Bir zamanlar kariyerinin zirvesinde bir gazeteci olan Cal McAffrey, şimdi karmaşık bir cinayet ve entrika ağının içinde kaybolmuş bir şekilde, Washington D.C.'nin karanlık köşelerinde gerçeği arıyor. Bu arayış, hem kişisel hem de profesyonel anlamda derin bir yolculuğa dönüşüyor.
Kevin Macdonald, İskoç asıllı bir yönetmen. "The Last King of Scotland" (İskoçya'nın Son Kralı) gibi başarılı yapımlarla adından söz ettirmiş olan Macdonald, özellikle gerçek olaylara dayanan hikayeleri ustalıkla sinemaya aktarmasıyla bilinir. Belgesel kökenli olması, onun sinemasına bir otantiklik ve derinlik katar. Macdonald’ın yönetmenliği, gerilim ve dramatik öğeleri başarılı bir şekilde harmanlayarak izleyiciye soluksuz bir seyir deneyimi sunuyor.
Matthew Michael Carnahan ve Tony Gilroy’un kaleminden çıkma bir hikaye bu ve politik entrikalar ve medya dünyasının karanlık yüzünü başarılı bir şekilde işliyor. Karakterlerin kişisel mücadeleleri ve etik ikilemlerini sık sık gözümüze soka soka işlense de, mekan Amerika konu da Ameikan medyası olunca tabi inandırıcılık tartışmalı ancak yönetmenin bu konuda filme derin bir felsefi boyut katma arzusu hissedilir derecede gözlemleniyor diyebilirim. Kurgu ile kapatılan boşluk belki de tamda bu felsefi derinlik, hikayenin temposunu ustalıkla arttırmış yönetmen ve ne yalan söyliyim izleyiciyi bir an olsun sıkmıyor ve sürekli bir merak unsuru yaratıyor.
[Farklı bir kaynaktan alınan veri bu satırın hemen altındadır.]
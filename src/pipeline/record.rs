//! Run data model: artifacts, audit verdicts and the run record.

use chrono::{DateTime, Local};
use serde::{Deserialize, Deserializer, Serialize};
use std::fmt;

use crate::config::{ReasoningEffort, Verbosity};
use crate::error::PipelineError;
use crate::llm::client::TokenUsage;

#[derive(Debug, Clone, Copy, PartialEq, Eq, Serialize, Deserialize)]
#[serde(rename_all = "lowercase")]
pub enum ArtifactKind {
    Diagram,
    Audit,
}

impl ArtifactKind {
    pub fn as_str(&self) -> &'static str {
        match self {
            ArtifactKind::Diagram => "diagram",
            ArtifactKind::Audit => "audit",
        }
    }

    pub fn extension(&self) -> &'static str {
        match self {
            ArtifactKind::Diagram => "puml",
            ArtifactKind::Audit => "json",
        }
    }
}

#[derive(Debug, Clone, Copy, PartialEq, Eq, Serialize, Deserialize)]
#[serde(rename_all = "lowercase")]
pub enum Stage {
    Initial,
    Corrected,
    Final,
}

impl Stage {
    pub fn as_str(&self) -> &'static str {
        match self {
            Stage::Initial => "initial",
            Stage::Corrected => "corrected",
            Stage::Final => "final",
        }
    }
}

impl fmt::Display for Stage {
    fn fmt(&self, f: &mut fmt::Formatter<'_>) -> fmt::Result {
        f.write_str(self.as_str())
    }
}

#[derive(Debug, Clone, PartialEq, Eq, Serialize, Deserialize)]
pub struct Artifact {
    pub kind: ArtifactKind,
    pub stage: Stage,
    /// Correction round that produced it; 0 is the initial generation
    pub round: usize,
    pub content: String,
}

impl Artifact {
    pub fn diagram(stage: Stage, round: usize, content: impl Into<String>) -> Self {
        Self {
            kind: ArtifactKind::Diagram,
            stage,
            round,
            content: content.into(),
        }
    }

    pub fn audit(stage: Stage, round: usize, verdict: &AuditVerdict) -> Self {
        Self {
            kind: ArtifactKind::Audit,
            stage,
            round,
            content: verdict.to_json_pretty(),
        }
    }

    /// `diagram-initial.puml`, `audit-final.json`, ...
    pub fn file_stem(&self) -> String {
        format!("{}-{}", self.kind.as_str(), self.stage.as_str())
    }
}

#[derive(Debug, Clone, Copy, PartialEq, Eq, Serialize, Deserialize)]
#[serde(rename_all = "kebab-case")]
pub enum Verdict {
    Compliant,
    #[serde(alias = "non_compliant", alias = "noncompliant")]
    NonCompliant,
}

impl Verdict {
    pub fn as_str(&self) -> &'static str {
        match self {
            Verdict::Compliant => "compliant",
            Verdict::NonCompliant => "non-compliant",
        }
    }
}

impl fmt::Display for Verdict {
    fn fmt(&self, f: &mut fmt::Formatter<'_>) -> fmt::Result {
        f.write_str(self.as_str())
    }
}

#[derive(Debug, Clone, PartialEq, Eq, Serialize, Deserialize)]
pub struct RuleViolation {
    #[serde(rename = "rule")]
    pub rule_id: String,
    #[serde(rename = "line", default, deserialize_with = "string_or_number")]
    pub line_ref: String,
    #[serde(rename = "msg", default)]
    pub message: String,
}

impl RuleViolation {
    pub fn new(
        rule_id: impl Into<String>,
        line_ref: impl Into<String>,
        message: impl Into<String>,
    ) -> Self {
        Self {
            rule_id: rule_id.into(),
            line_ref: line_ref.into(),
            message: message.into(),
        }
    }
}

/// Models write line references as `"12"`, `12` or `null`.
fn string_or_number<'de, D>(deserializer: D) -> Result<String, D::Error>
where
    D: Deserializer<'de>,
{
    let value = serde_json::Value::deserialize(deserializer)?;
    Ok(match value {
        serde_json::Value::String(s) => s,
        serde_json::Value::Null => String::new(),
        other => other.to_string(),
    })
}

/// Verdict of one audit. `rules` is empty exactly when the verdict is
/// compliant; every constructor, deserialization included, checks it.
#[derive(Debug, Clone, PartialEq, Eq, Serialize, Deserialize)]
#[serde(try_from = "RawVerdict")]
pub struct AuditVerdict {
    verdict: Verdict,
    #[serde(rename = "non-compliant-rules")]
    rules: Vec<RuleViolation>,
}

#[derive(Deserialize)]
struct RawVerdict {
    verdict: Verdict,
    #[serde(rename = "non-compliant-rules", default)]
    rules: Vec<RuleViolation>,
}

impl TryFrom<RawVerdict> for AuditVerdict {
    type Error = PipelineError;

    fn try_from(raw: RawVerdict) -> Result<Self, Self::Error> {
        AuditVerdict::new(raw.verdict, raw.rules)
    }
}

impl AuditVerdict {
    pub fn new(verdict: Verdict, rules: Vec<RuleViolation>) -> Result<Self, PipelineError> {
        match (verdict, rules.is_empty()) {
            (Verdict::Compliant, false) => Err(PipelineError::InvalidVerdict(format!(
                "verdict is compliant but {} rule(s) are listed",
                rules.len()
            ))),
            (Verdict::NonCompliant, true) => Err(PipelineError::InvalidVerdict(
                "verdict is non-compliant but no rules are listed".to_string(),
            )),
            _ => Ok(Self { verdict, rules }),
        }
    }

    pub fn compliant() -> Self {
        Self {
            verdict: Verdict::Compliant,
            rules: Vec::new(),
        }
    }

    pub fn non_compliant(rules: Vec<RuleViolation>) -> Result<Self, PipelineError> {
        Self::new(Verdict::NonCompliant, rules)
    }

    pub fn verdict(&self) -> Verdict {
        self.verdict
    }

    pub fn rules(&self) -> &[RuleViolation] {
        &self.rules
    }

    pub fn is_compliant(&self) -> bool {
        self.verdict == Verdict::Compliant
    }

    pub fn lists_rule(&self, rule_id: &str) -> bool {
        self.rules.iter().any(|r| r.rule_id == rule_id)
    }

    pub fn to_json_pretty(&self) -> String {
        // Plain strings and enums only; serialization cannot fail
        serde_json::to_string_pretty(self).unwrap_or_default()
    }
}

/// States visited by the audit-correction loop.
#[derive(Debug, Clone, Copy, PartialEq, Eq, Serialize, Deserialize)]
#[serde(rename_all = "SCREAMING_SNAKE_CASE")]
pub enum LoopState {
    Generated,
    Audited,
    Correcting,
    Compliant,
    NonCompliantFinal,
}

#[derive(Debug, Clone, PartialEq, Eq, Serialize, Deserialize)]
#[serde(tag = "status", content = "reason", rename_all = "SCREAMING_SNAKE_CASE")]
pub enum RunStatus {
    Compliant,
    NonCompliantFinal,
    Failed(String),
}

impl fmt::Display for RunStatus {
    fn fmt(&self, f: &mut fmt::Formatter<'_>) -> fmt::Result {
        match self {
            RunStatus::Compliant => f.write_str("COMPLIANT"),
            RunStatus::NonCompliantFinal => f.write_str("NON_COMPLIANT_FINAL"),
            RunStatus::Failed(reason) => write!(f, "FAILED ({})", reason),
        }
    }
}

#[derive(Debug, Clone, PartialEq, Eq, Serialize, Deserialize)]
pub struct ModelSettings {
    pub model: String,
    pub provider: String,
    pub reasoning_effort: ReasoningEffort,
    pub verbosity: Verbosity,
}

/// One execution of the pipeline, from invocation to persistence.
#[derive(Debug, Clone, PartialEq, Serialize, Deserialize)]
pub struct RunRecord {
    pub run_id: String,
    pub case: String,
    pub persona_set: String,
    pub settings: ModelSettings,
    #[serde(default)]
    pub prompt: String,
    #[serde(default)]
    pub raw_response: String,
    #[serde(default)]
    artifacts: Vec<Artifact>,
    #[serde(default)]
    pub final_verdict: Option<AuditVerdict>,
    /// Correction rounds performed
    #[serde(default)]
    pub iterations: usize,
    #[serde(default)]
    pub states: Vec<LoopState>,
    #[serde(default)]
    pub status: Option<RunStatus>,
    #[serde(default)]
    pub usage: TokenUsage,
    pub started_at: DateTime<Local>,
    #[serde(default)]
    pub ended_at: Option<DateTime<Local>>,
}

impl RunRecord {
    pub fn new(
        run_id: impl Into<String>,
        case: impl Into<String>,
        persona_set: impl Into<String>,
        settings: ModelSettings,
    ) -> Self {
        Self {
            run_id: run_id.into(),
            case: case.into(),
            persona_set: persona_set.into(),
            settings,
            prompt: String::new(),
            raw_response: String::new(),
            artifacts: Vec::new(),
            final_verdict: None,
            iterations: 0,
            states: Vec::new(),
            status: None,
            usage: TokenUsage::default(),
            started_at: Local::now(),
            ended_at: None,
        }
    }

    pub fn push_artifact(&mut self, artifact: Artifact) {
        self.artifacts.push(artifact);
    }

    pub fn artifacts(&self) -> &[Artifact] {
        &self.artifacts
    }

    pub fn add_usage(&mut self, usage: TokenUsage) {
        self.usage += usage;
    }

    /// Most recent diagram of the given stage
    pub fn latest_diagram(&self, stage: Stage) -> Option<&Artifact> {
        self.artifacts
            .iter()
            .rev()
            .find(|a| a.kind == ArtifactKind::Diagram && a.stage == stage)
    }

    pub fn finish(&mut self, status: RunStatus) {
        self.status = Some(status);
        self.ended_at = Some(Local::now());
    }

    pub fn duration(&self) -> std::time::Duration {
        self.ended_at
            .unwrap_or_else(Local::now)
            .signed_duration_since(self.started_at)
            .to_std()
            .unwrap_or_default()
    }
}

#[cfg(test)]
mod tests {
    use super::*;

    fn settings() -> ModelSettings {
        ModelSettings {
            model: "mock-model".to_string(),
            provider: "openai".to_string(),
            reasoning_effort: ReasoningEffort::Medium,
            verbosity: Verbosity::Medium,
        }
    }

    #[test]
    fn test_verdict_invariant_rejects_compliant_with_rules() {
        let err = AuditVerdict::new(
            Verdict::Compliant,
            vec![RuleViolation::new("GCS2_SYS_COLOR", "2", "missing color")],
        )
        .unwrap_err();
        assert!(matches!(err, PipelineError::InvalidVerdict(_)));
    }

    #[test]
    fn test_verdict_invariant_rejects_non_compliant_without_rules() {
        assert!(AuditVerdict::non_compliant(Vec::new()).is_err());
    }

    #[test]
    fn test_verdict_deserialization_enforces_invariant() {
        let json = r#"{"verdict": "compliant", "non-compliant-rules": [{"rule": "X", "line": "1", "msg": "m"}]}"#;
        assert!(serde_json::from_str::<AuditVerdict>(json).is_err());

        let json = r#"{"verdict": "non-compliant"}"#;
        assert!(serde_json::from_str::<AuditVerdict>(json).is_err());
    }

    #[test]
    fn test_verdict_wire_format() {
        let verdict = AuditVerdict::non_compliant(vec![RuleViolation::new(
            "GCS2_SYS_COLOR",
            "2",
            "System participant must use #E8C28A",
        )])
        .unwrap();
        let json: serde_json::Value = serde_json::from_str(&verdict.to_json_pretty()).unwrap();
        assert_eq!(json["verdict"], "non-compliant");
        assert_eq!(json["non-compliant-rules"][0]["rule"], "GCS2_SYS_COLOR");
        assert_eq!(json["non-compliant-rules"][0]["line"], "2");
        assert_eq!(json["non-compliant-rules"][0]["msg"], "System participant must use #E8C28A");
    }

    #[test]
    fn test_line_ref_accepts_number_and_null() {
        let json = r#"{"verdict": "non-compliant", "non-compliant-rules": [
            {"rule": "A", "line": 7, "msg": "a"},
            {"rule": "B", "line": null, "msg": "b"}
        ]}"#;
        let verdict: AuditVerdict = serde_json::from_str(json).unwrap();
        assert_eq!(verdict.rules()[0].line_ref, "7");
        assert_eq!(verdict.rules()[1].line_ref, "");
        assert!(verdict.lists_rule("B"));
    }

    #[test]
    fn test_compliant_without_rules_key() {
        let verdict: AuditVerdict = serde_json::from_str(r#"{"verdict": "compliant"}"#).unwrap();
        assert!(verdict.is_compliant());
        assert!(verdict.rules().is_empty());
    }

    #[test]
    fn test_artifact_file_stem() {
        let artifact = Artifact::diagram(Stage::Corrected, 1, "@startuml\n@enduml");
        assert_eq!(artifact.file_stem(), "diagram-corrected");
        assert_eq!(artifact.kind.extension(), "puml");
    }

    #[test]
    fn test_run_status_serialization() {
        let json = serde_json::to_value(RunStatus::NonCompliantFinal).unwrap();
        assert_eq!(json["status"], "NON_COMPLIANT_FINAL");
        let json = serde_json::to_value(RunStatus::Failed("boom".into())).unwrap();
        assert_eq!(json["status"], "FAILED");
        assert_eq!(json["reason"], "boom");
    }

    #[test]
    fn test_run_record_latest_diagram_and_finish() {
        let mut record = RunRecord::new("20250101_120000", "3d-solids", "persona-v1", settings());
        record.push_artifact(Artifact::diagram(Stage::Initial, 0, "a"));
        record.push_artifact(Artifact::diagram(Stage::Corrected, 1, "b"));
        record.push_artifact(Artifact::diagram(Stage::Corrected, 2, "c"));
        assert_eq!(record.latest_diagram(Stage::Corrected).unwrap().content, "c");
        assert!(record.latest_diagram(Stage::Final).is_none());

        assert!(record.ended_at.is_none());
        record.finish(RunStatus::Compliant);
        assert_eq!(record.status, Some(RunStatus::Compliant));
        assert!(record.ended_at.is_some());
    }
}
Washington D.C.'nin ikonik mekanları, filmin atmosferine büyük katkı sağlıyor. Özellikle Kongre Binası ve gazetecilerin yoğun olarak çalıştığı newsroom sahneleri, hikayenin gerilimini ve gerçekçiliğini pekiştiriyor. Filmin genel atmosferi, kasvetli, karanlık, bu da gerilim ögelerini daha da güçlendiriyor. Görsel tasarım, hikayenin karanlık ve karmaşık doğasını yansıtacak şekilde özenle oluşturulmuş.
Başrollerde uzun saçları ile Russell Crowe, Ben Affleck ve Rachel McAdams gibi güçlü isimler yer alıyor. Crowe, gazeteci Cal McAffrey rolünde oldukça iyi. Karakterinin içsel çatışmalarını ve gerilim dolu anlarını ustalıkla yansıtıyor. Acıklı bir tarafı da var yani yenilmişliği ama güçlü bir tarafı da var karakterin. Aksın diye hikaye, filmin aksiyon tarafını dedektif gazeteci yaklaşımı ile beslemiş yönetmen ve eli yüzü düzgün bir Cal karakteri yaratmış.
Ben Affleck ise Stephen Collins rolünde, politik kariyeri ve kişisel yaşamı arasındaki dengeyi kaybetmiş bir adamı canlandırıyor. Rachel McAdams ise genç gazeteci Della Frye rolünde, masumiyet ve kararlılık arasında gidip gelen bir performans sunuyor, harbiden iyi, cidden... Yan rollerde Helen Mirren ve Jason Bateman var hatırda kalan. Helen Mirren ne oynasa oluyor, onun Red serisini geçin ama "Aşk Tarifi-2014" neydi öyle. Hakkaten etkileyici bir oyuncu. Onun hatrına bile izlenir.
Bu Eleştiriyi Paylaşın!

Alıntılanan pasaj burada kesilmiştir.